0.The first translator begins translating or revising (since we also help ourselves with AI such as Deepl). S/he works not only on his or her portion, but on the whole text, unifying citations, abbreviations, coding some information (such as author names, foreign words, with character styles), while translating. Questions to other collaborators on difficulties need to be submitted constantly.

1.The second translator/reviser works following the first in order to correct possible mistakes and give feedback to the first translator on the work made in the remaining part of the translation. This one too will have questions for other reviewers.

2. A third revisor usually intervenes

3. Finally a mother-tongue reviewer

At the moment, in order to allow 1. to happen we are splitting the document, which means however that work concerning the whole document by 0. cannot be extended to sections on which have been already shared to 1. The same applies for global changes occurring between 1 and 2 and 2 and 3.

Also, questions asked to specific users (we have invented mentions to indicate for whom the question is (@george in each comment) have to wait until the text is sent to them, thus making it more difficult to remember the context.

A multiplication of files is another issue in this setting.
Another is the risk of a user opening a file somebody else is working on (but I noticed that sometimes you get a warning).

Now, as to Gerry's use cases.
We find LO stable, and rich enough for what we need, but we needed collaboration. So we tried MS Onedrive (1. in Gerry's description). It would not handle our files, it would slow down becoming unusable (we are working with books that can reach 600-800 pages, multiply that by the 3 or 4 columns). We tested Collabora Online (2.), even with a smaller file 300 pages in 2 or 3 columns, it slowed down plus it did not handle Languagetool, so it was not retained.

I believe that a wide integration is certaily desirable, but assuring that the coding of the changes does not disrupt the file (I hope I am being understandable): if 1. 2. or 3. can handle the file too it is certainly very good.
At the moment the peer to peer solution (4.) seems to us very interesting also because it renders the necessity of a server obsolete.

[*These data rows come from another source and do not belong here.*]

#[test]
fn test_unregistered_names_are_errors() {
    let site = Site::new(&[]);
    let bundler = site.bundler(false);
    for result in [
        bundler.render_named("nope"),
        bundler.render_cached("nope"),
        bundler.render_cached_asset_tag("nope"),
    ] {
        assert!(matches!(
            result,
            Err(BundleError::UnregisteredName { ref name }) if name == "nope"
        ));
    }
}

#[test]
fn test_cached_bundle_content_and_tag() {
    let site = Site::new(&[("js/a.js", "a();"), ("js/b.js", "b();")]);
    let bundler = site.bundler(false);
    let tag = bundler
        .javascript()
        .add("/js/a.js")
        .add("/js/b.js")
        .as_cached("app", "/js/app.js")
        .unwrap();

    assert_eq!(tag, script("/js/app.js?r=hash"));
    assert!(!site.path("js/app.js").exists());
    assert_eq!(bundler.render_cached("app").unwrap(), "a();\nb();\n");
    assert_eq!(bundler.render_cached_asset_tag("app").unwrap(), tag);
}

#[test]
fn test_cached_bundle_in_debug() {
    let site = Site::new(&[("js/a.js", "a();")]);
    let bundler = site.bundler(true);
    let tags = bundler.javascript().add("/js/a.js").as_cached("app", "/js/app.js").unwrap();

    assert_eq!(tags, format!("{}\n", script("/js/a.js")));
    assert_eq!(bundler.render_cached("app").unwrap(), "a();\n");
}

#[test]
fn test_forget_and_reset_registrations() {
    let site = Site::new(&[("css/a.css", "a{}"), ("js/a.js", "a();")]);
    let bundler = site.bundler(false);
    bundler.css().add("/css/a.css").as_named("site", "/css/site.css").unwrap();
    bundler.css().add("/css/a.css").as_named("print", "/css/print.css").unwrap();
    bundler.javascript().add("/js/a.js").as_cached("app", "/js/app.js").unwrap();
    assert_eq!(bundler.named_bundles(), ["print", "site"]);

    assert!(bundler.forget("site"));
    assert!(!bundler.forget("site"));
    assert!(matches!(
        bundler.render_named("site"),
        Err(BundleError::UnregisteredName { .. })
    ));
    assert_eq!(bundler.named_bundles(), ["print"]);
    assert!(bundler.forget("app"));
    assert!(bundler.render_cached("app").is_err());

    bundler.reset();
    assert!(bundler.named_bundles().is_empty());
    assert!(bundler.render_named("print").is_err());
}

I see one possible difficulty (even I still think that peer to peer is best), but you may find a way round:
There should be a way to ensure that the changes are passed on even if LO is not open at the same time (if so the user desires). The computer has to be switched on I guess, but not the application necessarely (I think of users being one in Latin America and one in Australia: their changes would have to sync at some point and if one forgets to keep LO open they may rarely do, or users not working at the same time). I guess that people know they will have to coincide at some point in order for the changes to apply to their file and viceversa.
Comment 23 Heiko Tietze 2024-07-22 07:17:20 UTC
(In reply to Gerry from comment #21)
> Let me add four typical use cases for collaborative editing in LibreOffice:
Don't forget the existing possibility to _asynchronously_ work with documents stored on a CMIS. The proposal adds _simultaneous_ editing via LibreOffice desktop (and other apps).

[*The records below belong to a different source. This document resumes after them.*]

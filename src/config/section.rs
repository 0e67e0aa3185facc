//! `[stitch]`, `[css]`, `[js]` and `[[preprocessor]]` sections.

use serde::{Deserialize, Serialize};
use std::path::PathBuf;

use crate::bundle::{BundleKind, DEFAULT_HASH_KEY, PreprocessorScope};
use crate::hash::HashAlgorithm;
use crate::minify::MinifierKind;

// ============================================================================
// [stitch]
// ============================================================================

/// Bundler-wide settings.
///
/// # Example
///
/// ```toml
/// [stitch]
/// root = "public"
/// debug_env = "STITCH_DEBUG"
/// hash = "blake3"
/// base_href = "https://cdn.example.com"
/// ```
#[derive(Debug, Clone, Serialize, Deserialize)]
#[serde(default)]
pub struct GeneralConfig {
    /// Web root that virtual paths are resolved against, relative to the
    /// config file.
    pub root: PathBuf,

    /// Debug mode when `debug_env` is unset.
    pub debug: bool,

    /// Environment variable consulted on every render for debug mode.
    pub debug_env: Option<String>,

    pub hash: HashAlgorithm,

    /// Query-string key for revision hashes.
    pub hash_key: String,

    /// Prefix for release web paths.
    pub base_href: Option<String>,

    /// Serialize renders of one output across processes.
    pub cross_process_locking: bool,

    /// Lock file directory, relative to the config file.
    pub lock_dir: Option<PathBuf>,
}

impl Default for GeneralConfig {
    fn default() -> Self {
        Self {
            root: PathBuf::from("."),
            debug: false,
            debug_env: None,
            hash: HashAlgorithm::default(),
            hash_key: DEFAULT_HASH_KEY.to_string(),
            base_href: None,
            cross_process_locking: true,
            lock_dir: None,
        }
    }
}

// ============================================================================
// [css] / [js]
// ============================================================================

/// Per-type defaults.
#[derive(Debug, Clone, Default, Serialize, Deserialize)]
#[serde(default)]
pub struct KindConfig {
    /// Bundle-wide minifier; unset means the built-in one for the type.
    pub minifier: Option<MinifierKind>,
}

impl KindConfig {
    /// Configured minifier, falling back to the built-in for `kind`.
    pub fn minifier_for(&self, kind: BundleKind) -> MinifierKind {
        self.minifier.unwrap_or(match kind {
            BundleKind::Css => MinifierKind::Lightningcss,
            BundleKind::JavaScript => MinifierKind::Oxc,
        })
    }
}

// ============================================================================
// [[preprocessor]]
// ============================================================================

/// External command registered as a preprocessor.
///
/// ```toml
/// [[preprocessor]]
/// name = "sass"
/// scope = "css"
/// extensions = ["scss", "sass"]
/// command = ["sass", "--stdin", "--load-path=$DIR"]
/// ```
#[derive(Debug, Clone, Serialize, Deserialize)]
pub struct PreprocessorConfig {
    pub name: String,
    #[serde(default = "default_scope")]
    pub scope: PreprocessorScope,
    pub extensions: Vec<String>,
    pub command: Vec<String>,
}

const fn default_scope() -> PreprocessorScope {
    PreprocessorScope::Global
}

(In reply to Daniele from comment #22)
> We prepare translations using a double, triple or more -columned table in LO
> Writer.
That's an interesting use case. Knowing the translation from other authors might help to find the best fitting words.
Comment 24 Gerry 2024-08-04 09:52:42 UTC
With respect to the P2P collaboration plan outlined by the LO design team, it appears that the TDF ODFToolKit project has done much of the groundwork for this by defining ODF Changes/Operations [1]. Operations (or changes) are used to transfer the user changes between editors, which is a prerequisite for collaborative work on a document.

Comment 8 describes the state in 2020, but the project is under active development. ODF JSON Changes (Collaboration) was released in 2022 and there have been several releases since then [2].

It would be great if the planned P2P collaboration feature builds on the groundwork done by the TDF ODFToolKit project. The approach is innovative and groundbreaking, and may even become part of the ODF specification, going far beyond what the competition is doing.